#### [What the task asks]
Each line of the listing that includes the string "WheelAbiReport" needs to be located and copied.

#### [Listed entries]
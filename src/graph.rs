// This Source Code Form is subject to the terms of the Mozilla Public
// License, v. 2.0. If a copy of the MPL was not distributed with this
// file, You can obtain one at https://mozilla.org/MPL/2.0/.

/*! Transitive dependency graph over an archive's binaries.

Roots are the ELF files found in the archive payload; external nodes
are the libraries their `DT_NEEDED` entries resolve to on the host.
Expansion iterates to a fixed point, marking nodes as they are queued
so cycles among external libraries terminate. Each external node
accumulates the set of importers and the union of versioned symbols
requested of it.
*/

use {
    crate::{
        arch::Architecture,
        elf::ElfFile,
        error::{AuditError, Result},
        resolver::{expand_dst_tokens, normalize_lexically, Resolver},
    },
    glob::Pattern,
    log::{debug, warn},
    std::{
        collections::{BTreeMap, BTreeSet, VecDeque},
        path::{Path, PathBuf},
    },
};

/// A binary from the archive payload.
#[derive(Clone, Debug)]
pub struct RootBinary {
    /// Path of the binary relative to the archive root.
    pub archive_path: PathBuf,
    pub elf: ElfFile,
}

/// A library reached from the roots, resolved on the host filesystem.
#[derive(Clone, Debug)]
pub struct ExternalLibrary {
    /// The name dependents used to refer to this library.
    pub soname: String,

    /// The resolved file's own soname (`DT_SONAME`, else file name).
    pub real_soname: String,

    /// Resolved absolute path; `None` when the search failed.
    pub path: Option<PathBuf>,

    /// Parsed file, when resolved.
    pub elf: Option<ElfFile>,

    /// Whether the resolution landed inside the archive payload. Such
    /// libraries already travel with the archive and are never graft
    /// candidates.
    pub internal: bool,

    /// Identifiers of the binaries importing this library: archive
    /// paths for roots, sonames for libraries.
    pub importers: BTreeSet<String>,

    /// Versioned symbol tokens importers request of this library.
    pub requested_versions: BTreeSet<String>,
}

/// A soname observed resolving to two different paths.
#[derive(Clone, Debug, Eq, PartialEq)]
pub struct SonameConflict {
    pub soname: String,
    pub first: PathBuf,
    pub second: PathBuf,
}

/// The dependency graph of one archive.
#[derive(Clone, Debug)]
pub struct DependencyGraph {
    pub architecture: Architecture,
    pub roots: Vec<RootBinary>,
    pub external: BTreeMap<String, ExternalLibrary>,
    pub conflicts: Vec<SonameConflict>,
    pub excluded: BTreeSet<String>,
}

impl DependencyGraph {
    /// Build the graph for `roots`.
    ///
    /// `exclude` patterns remove matching sonames (or resolved paths)
    /// from consideration entirely. `payload_root` is the directory the
    /// archive was extracted into; resolutions inside it are internal.
    pub fn build(
        roots: Vec<RootBinary>,
        resolver: &Resolver,
        exclude: &[Pattern],
        payload_root: &Path,
    ) -> Result<Self> {
        let architecture = common_architecture(&roots)?;

        let mut graph = Self {
            architecture,
            roots,
            external: BTreeMap::new(),
            conflicts: Vec::new(),
            excluded: BTreeSet::new(),
        };

        // Work items carry the dependent to scan plus the expanded
        // RPATH entries of its transitive parents (legacy chain).
        let mut queue: VecDeque<(ElfFile, String, Vec<PathBuf>)> = VecDeque::new();

        for root in &graph.roots {
            let importer = root.archive_path.display().to_string();
            queue.push_back((root.elf.clone(), importer, Vec::new()));
        }

        while let Some((dependent, importer, parent_rpaths)) = queue.pop_front() {
            let origin = dependent
                .path
                .parent()
                .map(|p| p.to_path_buf())
                .unwrap_or_else(|| PathBuf::from("."));
            let arch = dependent.arch().ok();

            // This dependent's own RPATHs join the chain its children see.
            let mut chain = parent_rpaths.clone();
            for entry in &dependent.rpaths {
                chain.push(normalize_lexically(&expand_dst_tokens(entry, &origin, arch)));
            }

            for soname in &dependent.needed {
                if is_excluded(soname, None, exclude) {
                    debug!("excluding {}", soname);
                    graph.excluded.insert(soname.clone());
                    continue;
                }

                let requested = dependent
                    .versioned_symbols
                    .get(soname)
                    .cloned()
                    .unwrap_or_default();

                if let Some(node) = graph.external.get_mut(soname) {
                    node.importers.insert(importer.clone());
                    node.requested_versions.extend(requested);

                    // The graph is only coherent when a soname means one
                    // file. A different resolution from this context is
                    // a conflict the planner refuses to act on.
                    if let (Some(existing), Some(other)) = (
                        node.path.clone(),
                        resolver.resolve(&dependent, soname, &parent_rpaths),
                    ) {
                        if existing != other {
                            warn!(
                                "{} resolves to both {} and {}",
                                soname,
                                existing.display(),
                                other.display()
                            );
                            graph.conflicts.push(SonameConflict {
                                soname: soname.clone(),
                                first: existing,
                                second: other,
                            });
                        }
                    }
                    continue;
                }

                let path = resolver.resolve(&dependent, soname, &parent_rpaths);

                if let Some(path) = &path {
                    if is_excluded(soname, Some(path), exclude) {
                        debug!("excluding {} ({})", soname, path.display());
                        graph.excluded.insert(soname.clone());
                        continue;
                    }
                }

                let elf = match &path {
                    Some(path) => Some(ElfFile::open(path)?),
                    None => None,
                };

                let internal = path
                    .as_ref()
                    .map(|p| p.starts_with(payload_root))
                    .unwrap_or(false);

                let real_soname = elf
                    .as_ref()
                    .map(|e| e.soname_or_filename())
                    .unwrap_or_else(|| soname.clone());

                let mut node = ExternalLibrary {
                    soname: soname.clone(),
                    real_soname,
                    path: path.clone(),
                    elf: elf.clone(),
                    internal,
                    importers: BTreeSet::new(),
                    requested_versions: requested,
                };
                node.importers.insert(importer.clone());
                graph.external.insert(soname.clone(), node);

                // Recurse into the resolved library so its own needs
                // join the graph. The external map doubles as the
                // visited mark, so cycles terminate here.
                if let Some(elf) = elf {
                    queue.push_back((elf, soname.clone(), chain.clone()));
                }
            }
        }

        Ok(graph)
    }

    /// The union of versioned symbols the roots request, per library.
    pub fn root_symbol_versions(&self) -> BTreeMap<String, BTreeSet<String>> {
        let mut merged: BTreeMap<String, BTreeSet<String>> = BTreeMap::new();
        for root in &self.roots {
            for (library, tokens) in &root.elf.versioned_symbols {
                merged
                    .entry(library.clone())
                    .or_default()
                    .extend(tokens.iter().cloned());
            }
        }
        merged
    }

    /// Sonames the roots directly need, in deterministic order.
    pub fn root_needed(&self) -> BTreeSet<String> {
        self.roots
            .iter()
            .flat_map(|r| r.elf.needed.iter().cloned())
            .collect()
    }
}

fn common_architecture(roots: &[RootBinary]) -> Result<Architecture> {
    let mut arch: Option<Architecture> = None;
    for root in roots {
        let root_arch = root.elf.arch()?;
        match arch {
            None => arch = Some(root_arch),
            Some(existing) if existing != root_arch => {
                return Err(AuditError::HeterogeneousArchive(
                    existing.to_string(),
                    root_arch.to_string(),
                ));
            }
            Some(_) => {}
        }
    }

    arch.ok_or(AuditError::NonPlatformWheel)
}

fn is_excluded(soname: &str, path: Option<&PathBuf>, exclude: &[Pattern]) -> bool {
    exclude.iter().any(|p| {
        p.matches(soname)
            || path
                .map(|path| p.matches(&path.to_string_lossy()))
                .unwrap_or(false)
    })
}

#[cfg(test)]
mod tests {
    use {super::*, crate::testutil::ElfFixture, object::elf::{EM_AARCH64, EM_X86_64}};

    fn root_at(path: &Path, fixture: ElfFixture) -> RootBinary {
        std::fs::write(path, fixture.build()).unwrap();
        RootBinary {
            archive_path: PathBuf::from(path.file_name().unwrap()),
            elf: ElfFile::open(path).unwrap(),
        }
    }

    #[test]
    fn transitive_expansion_and_aggregation() {
        let scratch = tempfile::tempdir().unwrap();
        let payload = scratch.path().join("payload");
        let system = scratch.path().join("system");
        std::fs::create_dir_all(&payload).unwrap();
        std::fs::create_dir_all(&system).unwrap();

        // libfoo itself needs libbar; both live in the system dir.
        std::fs::write(
            system.join("libbar.so.2"),
            ElfFixture::new(EM_X86_64).soname("libbar.so.2").build(),
        )
        .unwrap();
        std::fs::write(
            system.join("libfoo.so.1"),
            ElfFixture::new(EM_X86_64)
                .soname("libfoo.so.1")
                .needed("libbar.so.2")
                .verneed("libbar.so.2", &["BAR_1.0"])
                .build(),
        )
        .unwrap();

        let root = root_at(
            &payload.join("ext.so"),
            ElfFixture::new(EM_X86_64)
                .needed("libfoo.so.1")
                .verneed("libfoo.so.1", &["FOO_1.1"]),
        );

        let resolver = Resolver::default().with_trusted_dirs(vec![system.clone()]);
        let graph = DependencyGraph::build(vec![root], &resolver, &[], &payload).unwrap();

        assert_eq!(graph.architecture, Architecture::X86_64);
        assert_eq!(graph.external.len(), 2);

        let foo = &graph.external["libfoo.so.1"];
        assert_eq!(foo.path.as_deref(), Some(system.join("libfoo.so.1")).as_deref());
        assert!(foo.importers.contains("ext.so"));
        assert!(foo.requested_versions.contains("FOO_1.1"));
        assert!(!foo.internal);

        let bar = &graph.external["libbar.so.2"];
        assert!(bar.importers.contains("libfoo.so.1"));
        assert!(bar.requested_versions.contains("BAR_1.0"));
    }

    #[test]
    fn internal_resolution_is_marked() {
        let scratch = tempfile::tempdir().unwrap();
        let payload = scratch.path().join("payload");
        std::fs::create_dir_all(payload.join("pkg.libs")).unwrap();

        std::fs::write(
            payload.join("pkg.libs/libvendored.so.1"),
            ElfFixture::new(EM_X86_64).soname("libvendored.so.1").build(),
        )
        .unwrap();

        let root = root_at(
            &payload.join("ext.so"),
            ElfFixture::new(EM_X86_64)
                .needed("libvendored.so.1")
                .runpath("$ORIGIN/pkg.libs"),
        );

        let resolver = Resolver::default().with_trusted_dirs(vec![]);
        let graph = DependencyGraph::build(vec![root], &resolver, &[], &payload).unwrap();

        assert!(graph.external["libvendored.so.1"].internal);
    }

    #[test]
    fn unresolved_is_recorded_not_fatal() {
        let scratch = tempfile::tempdir().unwrap();
        let payload = scratch.path().join("payload");
        std::fs::create_dir_all(&payload).unwrap();

        let root = root_at(
            &payload.join("ext.so"),
            ElfFixture::new(EM_X86_64).needed("libnowhere.so.5"),
        );

        let resolver = Resolver::default().with_trusted_dirs(vec![]);
        let graph = DependencyGraph::build(vec![root], &resolver, &[], &payload).unwrap();

        let node = &graph.external["libnowhere.so.5"];
        assert!(node.path.is_none());
        assert!(node.elf.is_none());
    }

    #[test]
    fn exclusion_patterns() {
        let scratch = tempfile::tempdir().unwrap();
        let payload = scratch.path().join("payload");
        std::fs::create_dir_all(&payload).unwrap();

        let root = root_at(
            &payload.join("ext.so"),
            ElfFixture::new(EM_X86_64)
                .needed("libcuda.so.1")
                .needed("libkept.so.1"),
        );

        let exclude = vec![Pattern::new("libcuda.so.*").unwrap()];
        let resolver = Resolver::default().with_trusted_dirs(vec![]);
        let graph = DependencyGraph::build(vec![root], &resolver, &exclude, &payload).unwrap();

        assert!(!graph.external.contains_key("libcuda.so.1"));
        assert!(graph.excluded.contains("libcuda.so.1"));
        assert!(graph.external.contains_key("libkept.so.1"));
    }

    #[test]
    fn heterogeneous_roots_rejected() {
        let scratch = tempfile::tempdir().unwrap();
        let payload = scratch.path().join("payload");
        std::fs::create_dir_all(&payload).unwrap();

        let a = root_at(&payload.join("a.so"), ElfFixture::new(EM_X86_64));
        let b = root_at(&payload.join("b.so"), ElfFixture::new(EM_AARCH64));

        let resolver = Resolver::default().with_trusted_dirs(vec![]);
        let err = DependencyGraph::build(vec![a, b], &resolver, &[], &payload).unwrap_err();
        assert!(matches!(err, AuditError::HeterogeneousArchive(_, _)));
    }

    #[test]
    fn soname_conflict_detected() {
        let scratch = tempfile::tempdir().unwrap();
        let payload = scratch.path().join("payload");
        let dir_a = scratch.path().join("a");
        let dir_b = scratch.path().join("b");
        for d in [&payload, &dir_a, &dir_b] {
            std::fs::create_dir_all(d).unwrap();
        }

        for dir in [&dir_a, &dir_b] {
            std::fs::write(
                dir.join("libdup.so.1"),
                ElfFixture::new(EM_X86_64).soname("libdup.so.1").build(),
            )
            .unwrap();
        }

        let first = root_at(
            &payload.join("one.so"),
            ElfFixture::new(EM_X86_64)
                .needed("libdup.so.1")
                .runpath(&format!("{}", dir_a.display())),
        );
        let second = root_at(
            &payload.join("two.so"),
            ElfFixture::new(EM_X86_64)
                .needed("libdup.so.1")
                .runpath(&format!("{}", dir_b.display())),
        );

        let resolver = Resolver::default().with_trusted_dirs(vec![]);
        let graph =
            DependencyGraph::build(vec![first, second], &resolver, &[], &payload).unwrap();

        assert_eq!(graph.conflicts.len(), 1);
        assert_eq!(graph.conflicts[0].soname, "libdup.so.1");
    }
}
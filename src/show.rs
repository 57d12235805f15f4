// This Source Code Form is subject to the terms of the Mozilla Public
// License, v. 2.0. If a copy of the MPL was not distributed with this
// file, You can obtain one at https://mozilla.org/MPL/2.0/.

/*! Rendering of the analysis record.

The only producer of human-readable text in the core; programmatic
callers read [crate::audit::WheelAbiReport] directly.
*/

use {
    crate::{audit::WheelAbiReport, policy::PolicySet},
    std::fmt::Write,
};

/// Render the `show` report for a wheel.
pub fn render_report(
    wheel_basename: &str,
    report: &WheelAbiReport,
    policies: &PolicySet,
) -> String {
    let mut out = String::new();

    let _ = writeln!(
        out,
        "{} is consistent with the following platform tag: \"{}\".",
        wheel_basename, report.overall_policy.name
    );

    if report.versioned_symbols.is_empty() {
        let _ = writeln!(
            out,
            "\nThe wheel references no external versioned symbols from \
             system-provided shared libraries."
        );
    } else {
        let libs_with_versions: Vec<String> = report
            .versioned_symbols
            .iter()
            .map(|(library, tokens)| {
                let tokens: Vec<&str> = tokens.iter().map(|t| t.as_str()).collect();
                format!("{} with versions {{{}}}", library, tokens.join(", "))
            })
            .collect();

        let _ = writeln!(
            out,
            "\nThe wheel references external versioned symbols in these \
             system-provided shared libraries: {}",
            libs_with_versions.join(", ")
        );
    }

    if report.sym_policy.priority < policies.highest().priority {
        let _ = writeln!(
            out,
            "\nThis constrains the platform tag to \"{}\". In order to \
             achieve a more compatible tag, you would need to recompile \
             a new wheel from source on a system with earlier versions \
             of these libraries.",
            report.sym_policy.name
        );
    }

    let external = &report.external_refs[&report.overall_policy.name].libs;
    let lowest_whitelisted: Vec<&String> = report
        .graph
        .external
        .keys()
        .filter(|soname| !external.contains_key(*soname))
        .collect();

    if external.is_empty() {
        let _ = writeln!(out, "\nThe wheel requires no external shared libraries.");
    } else {
        let _ = writeln!(
            out,
            "\nThe following external shared libraries are required by the wheel:"
        );
        for (soname, path) in external {
            match path {
                Some(path) => {
                    let _ = writeln!(out, "    {} => {}", soname, path.display());
                }
                None => {
                    let _ = writeln!(out, "    {} => (could not be located)", soname);
                }
            }
        }
    }

    if !lowest_whitelisted.is_empty() {
        let _ = writeln!(
            out,
            "\nThe following shared libraries are satisfied by the platform \
             or the wheel itself:"
        );
        for soname in lowest_whitelisted {
            match report.graph.external[soname].path.as_ref() {
                Some(path) => {
                    let _ = writeln!(out, "    {} => {}", soname, path.display());
                }
                None => {
                    let _ = writeln!(out, "    {} => (could not be located)", soname);
                }
            }
        }
    }

    for policy in policies.by_descending_priority() {
        if policy.priority <= report.overall_policy.priority {
            continue;
        }

        let refs = &report.external_refs[&policy.name];

        if !refs.libs.is_empty() {
            let sonames: Vec<&str> = refs.libs.keys().map(|s| s.as_str()).collect();
            let _ = writeln!(
                out,
                "\nIn order to achieve the platform tag \"{}\" the following \
                 shared library dependencies will need to be eliminated:\n    {}",
                policy.name,
                sonames.join(", ")
            );
        }

        if !refs.blacklist.is_empty() {
            let _ = writeln!(
                out,
                "\nIn order to achieve the platform tag \"{}\" the following \
                 black-listed symbol dependencies will need to be eliminated:",
                policy.name
            );
            for (library, symbols) in &refs.blacklist {
                let symbols: Vec<&str> = symbols.iter().map(|s| s.as_str()).collect();
                let _ = writeln!(out, "    From {}: {}", library, symbols.join(", "));
            }
        }

        let violations = policy.symbol_violations(&refs.symbols);
        if !violations.is_empty() {
            let mut tokens: Vec<String> = violations
                .iter()
                .map(|v| format!("{} > {}_{}", v.token, v.group, v.max))
                .collect();
            tokens.sort();
            tokens.dedup();
            let _ = writeln!(
                out,
                "\nIn order to achieve the platform tag \"{}\" the following \
                 versioned symbol demands would need to be lowered:\n    {}",
                policy.name,
                tokens.join(", ")
            );
        }
    }

    out
}

/// The diagnostic for archives containing no platform binaries.
pub fn non_platform_wheel_message(wheel_basename: &str) -> String {
    format!(
        "{}: this does not look like a platform wheel, no ELF executable \
         or shared library file (including compiled Python C extension) \
         found in the wheel archive",
        wheel_basename
    )
}
/// Reject tables where a lower-priority policy retracts something a
/// higher-priority one grants; tags must stay forward compatible.
fn validate_monotonicity(elements: &[PolicyElement]) -> Result<()> {
    let mut by_priority: Vec<&PolicyElement> = elements.iter().collect();
    by_priority.sort_by_key(|e| std::cmp::Reverse(e.priority));

    let mut whitelist: BTreeSet<String> = BTreeSet::new();
    let mut maxima: BTreeMap<String, BTreeMap<String, DottedVersion>> = BTreeMap::new();

    for element in by_priority {
        if element.name == "linux" {
            continue;
        }

        if !whitelist.is_subset(&element.lib_whitelist) {
            let missing: Vec<&String> = whitelist.difference(&element.lib_whitelist).collect();
            return Err(AuditError::InvalidPolicy(format!(
                "policy {} drops whitelisted libraries {:?} granted by stricter policies",
                element.name, missing
            )));
        }
        whitelist.extend(element.lib_whitelist.iter().cloned());

        for (arch, groups) in &element.symbol_versions {
            let arch_maxima = maxima.entry(arch.clone()).or_default();
            for (group, max) in groups {
                let max = DottedVersion::parse(max).ok_or_else(|| {
                    AuditError::InvalidPolicy(format!(
                        "policy {} has unparsable version {} for group {}",
                        element.name, max, group
                    ))
                })?;
                if let Some(existing) = arch_maxima.get(group) {
                    if &max < existing {
                        return Err(AuditError::InvalidPolicy(format!(
                            "policy {} lowers {} {} maximum below a stricter policy's",
                            element.name, arch, group
                        )));
                    }
                }
                arch_maxima.insert(group.clone(), max);
            }
        }
    }

    Ok(())
}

#### [Exercise answer]
callers read [crate::audit::WheelAbiReport] directly.
    crate::{audit::WheelAbiReport, policy::PolicySet},
    report: &WheelAbiReport,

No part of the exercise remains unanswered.